=== What you will do ===
The answer must be a single number: how many lines in the entries below contain the word "store".

=== Data for this task ===

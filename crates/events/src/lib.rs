//! User lifecycle events: payloads, bus abstraction, and the publisher.

pub mod bus;
pub mod in_memory_bus;
pub mod payload;
pub mod publisher;

pub use bus::{BusConnector, BusError, EventBus, Subscription};
pub use in_memory_bus::{InMemoryConnector, InMemoryEventBus, PublishedMessage};
pub use payload::{EventPayload, UserEventKind, UserSnapshot};
pub use publisher::{EventPublisher, PublishOutcome, PublisherConfig, PublisherStatus};
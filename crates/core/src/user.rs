//! User and user type records, plus validated insert input.

use serde::{Deserialize, Serialize};

use crate::error::{DomainError, DomainResult};
use crate::id::{UserId, UserTypeId};

/// User type assigned when the caller does not provide one.
pub const DEFAULT_USER_TYPE_ID: UserTypeId = UserTypeId::from_i64(1);

/// Maximum length of a user type name (`user_types.name` is `VARCHAR(15)`).
pub const USER_TYPE_NAME_MAX_LEN: usize = 15;

/// A persisted row of the `users` table.
///
/// # Invariants
/// - `user_type_id` references an existing `user_types` row (enforced by the
///   store's foreign key, not by this type).
#[derive(Debug, Clone, PartialEq, Eq, Serialize, Deserialize)]
pub struct UserRecord {
    pub id: UserId,
    pub name: String,
    pub email: String,
    pub user_type_id: UserTypeId,
}

/// A persisted row of the `user_types` table. Referenced, never mutated.
#[derive(Debug, Clone, PartialEq, Eq, Serialize, Deserialize)]
pub struct UserTypeRecord {
    pub id: UserTypeId,
    pub name: String,
}

impl UserTypeRecord {
    pub fn new(id: UserTypeId, name: impl Into<String>) -> DomainResult<Self> {
        let name = name.into();
        if name.trim().is_empty() {
            return Err(DomainError::invalid_argument("user type name must not be empty"));
        }
        if name.chars().count() > USER_TYPE_NAME_MAX_LEN {
            return Err(DomainError::invalid_argument(format!(
                "user type name must be at most {USER_TYPE_NAME_MAX_LEN} characters"
            )));
        }
        Ok(Self { id, name })
    }
}

/// Untyped user type input as it arrives from callers (JSON bodies, forms).
///
/// Coercion accepts anything that reads as an integer: integers as-is,
/// finite floats truncated toward zero, and trimmed numeric text.
#[derive(Debug, Clone, PartialEq, Serialize, Deserialize)]
#[serde(untagged)]
pub enum RawUserTypeId {
    Integer(i64),
    Float(f64),
    Text(String),
}

impl RawUserTypeId {
    /// Coerce to a positive `UserTypeId`.
    pub fn coerce(&self) -> DomainResult<UserTypeId> {
        let value = match self {
            RawUserTypeId::Integer(v) => *v,
            // `as` saturates, so anything outside the i64 range is rejected first.
            RawUserTypeId::Float(v) if (i64::MIN as f64..i64::MAX as f64).contains(&v.trunc()) => {
                v.trunc() as i64
            }
            RawUserTypeId::Float(_) => {
                return Err(DomainError::invalid_argument(
                    "Cannot create user. Invalid user_type_id.",
                ));
            }
            RawUserTypeId::Text(s) => s.trim().parse::<i64>().map_err(|_| {
                DomainError::invalid_argument("Cannot create user. Invalid user_type_id.")
            })?,
        };

        if value <= 0 {
            return Err(DomainError::invalid_argument(
                "Cannot create user. user_type_id must be positive.",
            ));
        }

        Ok(UserTypeId::from_i64(value))
    }
}

impl From<i64> for RawUserTypeId {
    fn from(value: i64) -> Self {
        Self::Integer(value)
    }
}

impl From<UserTypeId> for RawUserTypeId {
    fn from(value: UserTypeId) -> Self {
        Self::Integer(value.as_i64())
    }
}

impl From<&str> for RawUserTypeId {
    fn from(value: &str) -> Self {
        Self::Text(value.to_string())
    }
}

/// Validated input for inserting a user.
///
/// Foreign-key existence of `user_type_id` is deliberately not checked here;
/// the store's constraint rejects unknown types.
#[derive(Debug, Clone, PartialEq, Eq)]
pub struct NewUser {
    name: String,
    email: String,
    user_type_id: UserTypeId,
}

impl NewUser {
    pub fn try_new(
        name: impl Into<String>,
        email: impl Into<String>,
        user_type_id: Option<RawUserTypeId>,
    ) -> DomainResult<Self> {
        let name = name.into();
        let email = email.into();

        if name.is_empty() || email.is_empty() {
            return Err(DomainError::invalid_argument(
                "Cannot create user. A user must have name and email.",
            ));
        }

        let user_type_id = match user_type_id {
            None => DEFAULT_USER_TYPE_ID,
            Some(raw) => raw.coerce()?,
        };

        Ok(Self {
            name,
            email,
            user_type_id,
        })
    }

    pub fn name(&self) -> &str {
        &self.name
    }

    pub fn email(&self) -> &str {
        &self.email
    }

    pub fn user_type_id(&self) -> UserTypeId {
        self.user_type_id
    }

    /// Attach the store-generated id.
    pub fn into_record(self, id: UserId) -> UserRecord {
        UserRecord {
            id,
            name: self.name,
            email: self.email,
            user_type_id: self.user_type_id,
        }
    }
}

=== Reply ===
3